Every line below that includes the word "ResolvedLink" needs to be copied.

RECORDS FOR THE TASK Block Start

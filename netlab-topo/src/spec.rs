use crate::addr::{IfaceAddr, Subnet};
use crate::TopologyError;
use serde::{Deserialize, Serialize};
use serde_with::{DisplayFromStr, serde_as};
use std::collections::{HashMap, HashSet};
use std::net::Ipv4Addr;

/// A complete description of an emulated network: the set of nodes and the
/// links between them.
///
/// The spec is plain data. It is constructed once (by a builder or from a
/// JSON graph file), validated, handed to a runtime and discarded at
/// teardown.
#[derive(Debug, Clone, PartialEq, Serialize, Deserialize)]
pub struct TopologySpec {
    pub nodes: Vec<NodeSpec>,
    pub links: Vec<LinkSpec>,
}

#[serde_as]
#[derive(Debug, Clone, PartialEq, Serialize, Deserialize)]
pub struct NodeSpec {
    pub name: String,
    #[serde(rename = "type", default)]
    pub kind: NodeKind,
    /// The node's primary address. Assigned to the node's first interface
    /// unless that interface carries an explicit address of its own.
    #[serde_as(as = "Option<DisplayFromStr>")]
    #[serde(default, skip_serializing_if = "Option::is_none")]
    pub ip: Option<IfaceAddr>,
    #[serde(default, skip_serializing_if = "Option::is_none")]
    pub default_route: Option<Ipv4Addr>,
}

#[derive(Debug, Clone, Copy, PartialEq, Eq, Default, Serialize, Deserialize)]
#[serde(rename_all = "camelCase")]
pub enum NodeKind {
    #[default]
    Host,
    Router,
    Switch,
}

/// One end of a link. The interface name defaults to `{node}-eth{n}`, where
/// `n` counts the node's interfaces in link declaration order.
#[serde_as]
#[derive(Debug, Clone, PartialEq, Serialize, Deserialize)]
pub struct Endpoint {
    pub node: String,
    #[serde(default, skip_serializing_if = "Option::is_none")]
    pub ifname: Option<String>,
    #[serde_as(as = "Option<DisplayFromStr>")]
    #[serde(default, skip_serializing_if = "Option::is_none")]
    pub addr: Option<IfaceAddr>,
}

impl Endpoint {
    pub fn plain(node: impl Into<String>) -> Self {
        Self {
            node: node.into(),
            ifname: None,
            addr: None,
        }
    }

    pub fn named(node: impl Into<String>, ifname: impl Into<String>) -> Self {
        Self {
            node: node.into(),
            ifname: Some(ifname.into()),
            addr: None,
        }
    }

    pub fn addressed(
        node: impl Into<String>,
        ifname: impl Into<String>,
        addr: IfaceAddr,
    ) -> Self {
        Self {
            node: node.into(),
            ifname: Some(ifname.into()),
            addr: Some(addr),
        }
    }
}

#[derive(Debug, Clone, PartialEq, Serialize, Deserialize)]
pub struct LinkSpec {
    pub a: Endpoint,
    pub b: Endpoint,
    /// Percentage of packets dropped on this link (0..=100).
    #[serde(default, skip_serializing_if = "Option::is_none")]
    pub loss_pct: Option<u8>,
}

impl LinkSpec {
    pub fn new(a: Endpoint, b: Endpoint) -> Self {
        Self { a, b, loss_pct: None }
    }

    pub fn with_loss(a: Endpoint, b: Endpoint, loss_pct: u8) -> Self {
        Self { a, b, loss_pct: Some(loss_pct) }
    }
}

/// A link endpoint with its interface name and address resolved.
#[derive(Debug, Clone, PartialEq)]
pub struct ResolvedEndpoint {
    pub node: String,
    pub kind: NodeKind,
    pub ifname: String,
    pub addr: Option<IfaceAddr>,
}

#[derive(Debug, Clone, PartialEq)]
pub struct ResolvedLink {
    pub a: ResolvedEndpoint,
    pub b: ResolvedEndpoint,
    pub loss_pct: Option<u8>,
}

impl NodeSpec {
    pub fn host(name: impl Into<String>, ip: IfaceAddr, default_route: Option<Ipv4Addr>) -> Self {
        Self {
            name: name.into(),
            kind: NodeKind::Host,
            ip: Some(ip),
            default_route,
        }
    }

    pub fn router(name: impl Into<String>, ip: IfaceAddr) -> Self {
        Self {
            name: name.into(),
            kind: NodeKind::Router,
            ip: Some(ip),
            default_route: None,
        }
    }

    pub fn switch(name: impl Into<String>) -> Self {
        Self {
            name: name.into(),
            kind: NodeKind::Switch,
            ip: None,
            default_route: None,
        }
    }
}

impl TopologySpec {
    pub fn node(&self, name: &str) -> Option<&NodeSpec> {
        self.nodes.iter().find(|n| n.name == name)
    }

    pub fn routers(&self) -> impl Iterator<Item = &NodeSpec> {
        self.nodes.iter().filter(|n| n.kind == NodeKind::Router)
    }

    pub fn hosts(&self) -> impl Iterator<Item = &NodeSpec> {
        self.nodes.iter().filter(|n| n.kind == NodeKind::Host)
    }

    pub fn switches(&self) -> impl Iterator<Item = &NodeSpec> {
        self.nodes.iter().filter(|n| n.kind == NodeKind::Switch)
    }

    /// Resolves every link's interface names and addresses.
    ///
    /// Missing interface names become `{node}-eth{n}` with `n` counting the
    /// node's interfaces in declaration order. A non-switch endpoint without
    /// an explicit address inherits the node's primary address, but only on
    /// the node's first interface.
    pub fn resolved_links(&self) -> Result<Vec<ResolvedLink>, TopologyError> {
        let mut iface_count: HashMap<&str, u32> = HashMap::new();
        let mut links = Vec::with_capacity(self.links.len());

        for link in &self.links {
            let a = self.resolve_endpoint(&link.a, &mut iface_count)?;
            let b = self.resolve_endpoint(&link.b, &mut iface_count)?;
            links.push(ResolvedLink {
                a,
                b,
                loss_pct: link.loss_pct,
            });
        }

        Ok(links)
    }

    fn resolve_endpoint<'a>(
        &'a self,
        endpoint: &Endpoint,
        iface_count: &mut HashMap<&'a str, u32>,
    ) -> Result<ResolvedEndpoint, TopologyError> {
        let node = self
            .node(&endpoint.node)
            .ok_or_else(|| TopologyError::UnknownNode(endpoint.node.clone()))?;

        let index = iface_count.entry(&node.name).or_insert(0);
        let ifname = endpoint
            .ifname
            .clone()
            .unwrap_or_else(|| format!("{}-eth{index}", node.name));

        let addr = match endpoint.addr {
            Some(addr) => Some(addr),
            // The primary address lands on the node's first interface
            None if *index == 0 && node.kind != NodeKind::Switch => node.ip,
            None => None,
        };

        *index += 1;
        Ok(ResolvedEndpoint {
            node: node.name.clone(),
            kind: node.kind,
            ifname,
            addr,
        })
    }

    /// Checks the topology's addressing invariants.
    pub fn validate(&self) -> Result<(), TopologyError> {
        let mut names = HashSet::new();
        for node in &self.nodes {
            if node.name.is_empty() || !names.insert(node.name.as_str()) {
                return Err(TopologyError::DuplicateNode(node.name.clone()));
            }
            if node.kind == NodeKind::Switch && (node.ip.is_some() || node.default_route.is_some())
            {
                return Err(TopologyError::AddressedSwitch(node.name.clone()));
            }
        }

        for link in &self.links {
            if let Some(loss) = link.loss_pct {
                if loss > 100 {
                    return Err(TopologyError::LossOutOfRange(loss));
                }
            }
        }

        // Per-subnet address uniqueness, over the resolved interfaces
        let mut assigned: HashMap<Subnet, HashSet<Ipv4Addr>> = HashMap::new();
        for link in self.resolved_links()? {
            for endpoint in [&link.a, &link.b] {
                let Some(addr) = endpoint.addr else { continue };
                let subnet = addr.subnet();
                if !assigned.entry(subnet).or_default().insert(addr.addr) {
                    return Err(TopologyError::DuplicateAddress {
                        addr: addr.addr,
                        subnet,
                    });
                }
            }
        }

        // Default gateways must resolve to an address assigned in the host's
        // own subnet
        for node in &self.nodes {
            let Some(gateway) = node.default_route else { continue };
            let reachable = node.ip.is_some_and(|ip| {
                let subnet = ip.subnet();
                subnet.contains(gateway)
                    && assigned.get(&subnet).is_some_and(|addrs| addrs.contains(&gateway))
            });
            if !reachable {
                return Err(TopologyError::UnresolvedGateway {
                    host: node.name.clone(),
                    gateway,
                });
            }
        }

        Ok(())
    }
}

#[cfg(test)]
mod test {
    use super::*;
    use std::str::FromStr;

    fn addr(s: &str) -> IfaceAddr {
        IfaceAddr::from_str(s).unwrap()
    }

    fn two_host_lan() -> TopologySpec {
        TopologySpec {
            nodes: vec![
                NodeSpec::router("r1", addr("10.0.0.1/24")),
                NodeSpec::host("h1", addr("10.0.0.2/24"), Some(Ipv4Addr::new(10, 0, 0, 1))),
                NodeSpec::switch("s1"),
            ],
            links: vec![
                LinkSpec::new(
                    Endpoint::plain("s1"),
                    Endpoint::addressed("r1", "r1-eth1", addr("10.0.0.1/24")),
                ),
                LinkSpec::new(Endpoint::plain("h1"), Endpoint::plain("s1")),
            ],
        }
    }

    #[test]
    fn valid_lan_passes_validation() {
        two_host_lan().validate().unwrap();
    }

    #[test]
    fn default_ifnames_are_numbered_per_node() {
        let links = two_host_lan().resolved_links().unwrap();
        assert_eq!(links[0].a.ifname, "s1-eth0");
        assert_eq!(links[1].a.ifname, "h1-eth0");
        assert_eq!(links[1].b.ifname, "s1-eth1");
    }

    #[test]
    fn primary_address_lands_on_first_interface_only() {
        let links = two_host_lan().resolved_links().unwrap();
        assert_eq!(links[1].a.addr, Some(addr("10.0.0.2/24")));
        assert_eq!(links[0].a.addr, None); // switches carry no addresses
        assert_eq!(links[1].b.addr, None);
    }

    #[test]
    fn duplicate_address_in_subnet_is_rejected() {
        let mut topo = two_host_lan();
        topo.nodes.push(NodeSpec::host("h2", addr("10.0.0.2/24"), None));
        topo.links
            .push(LinkSpec::new(Endpoint::plain("h2"), Endpoint::plain("s1")));

        assert!(matches!(
            topo.validate(),
            Err(TopologyError::DuplicateAddress { .. })
        ));
    }

    #[test]
    fn same_address_in_different_subnets_is_fine() {
        let mut topo = two_host_lan();
        topo.nodes.push(NodeSpec::host("h2", addr("10.9.0.2/24"), None));
        topo.links
            .push(LinkSpec::new(Endpoint::plain("h2"), Endpoint::plain("s1")));

        topo.validate().unwrap();
    }

    #[test]
    fn addressed_switch_is_rejected() {
        let mut topo = two_host_lan();
        topo.nodes.iter_mut().find(|n| n.name == "s1").unwrap().ip =
            Some(addr("10.0.0.9/24"));

        assert!(matches!(
            topo.validate(),
            Err(TopologyError::AddressedSwitch(_))
        ));
    }

    #[test]
    fn gateway_outside_subnet_is_rejected() {
        let mut topo = two_host_lan();
        topo.nodes
            .iter_mut()
            .find(|n| n.name == "h1")
            .unwrap()
            .default_route = Some(Ipv4Addr::new(10, 99, 0, 1));

        assert!(matches!(
            topo.validate(),
            Err(TopologyError::UnresolvedGateway { .. })
        ));
    }

    #[test]
    fn gateway_must_be_assigned_somewhere() {
        let mut topo = two_host_lan();
        // In the right subnet, but nobody owns this address
        topo.nodes
            .iter_mut()
            .find(|n| n.name == "h1")
            .unwrap()
            .default_route = Some(Ipv4Addr::new(10, 0, 0, 254));

        assert!(matches!(
            topo.validate(),
            Err(TopologyError::UnresolvedGateway { .. })
        ));
    }

    #[test]
    fn unknown_link_endpoint_is_rejected() {
        let mut topo = two_host_lan();
        topo.links
            .push(LinkSpec::new(Endpoint::plain("h9"), Endpoint::plain("s1")));

        assert!(matches!(topo.validate(), Err(TopologyError::UnknownNode(_))));
    }

    #[test]
    fn excessive_loss_is_rejected() {
        let mut topo = two_host_lan();
        topo.links[1].loss_pct = Some(101);

        assert!(matches!(
            topo.validate(),
            Err(TopologyError::LossOutOfRange(101))
        ));
    }

    #[test]
    fn spec_roundtrips_through_json() {
        let topo = two_host_lan();
        let json = serde_json::to_string(&topo).unwrap();
        let parsed: TopologySpec = serde_json::from_str(&json).unwrap();
        assert_eq!(parsed, topo);
    }
}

RECORDS FOR THE TASK Block End

### ANSWER TO THIS EXERCISE:
pub struct ResolvedLink {
    pub fn resolved_links(&self) -> Result<Vec<ResolvedLink>, TopologyError> {
            links.push(ResolvedLink {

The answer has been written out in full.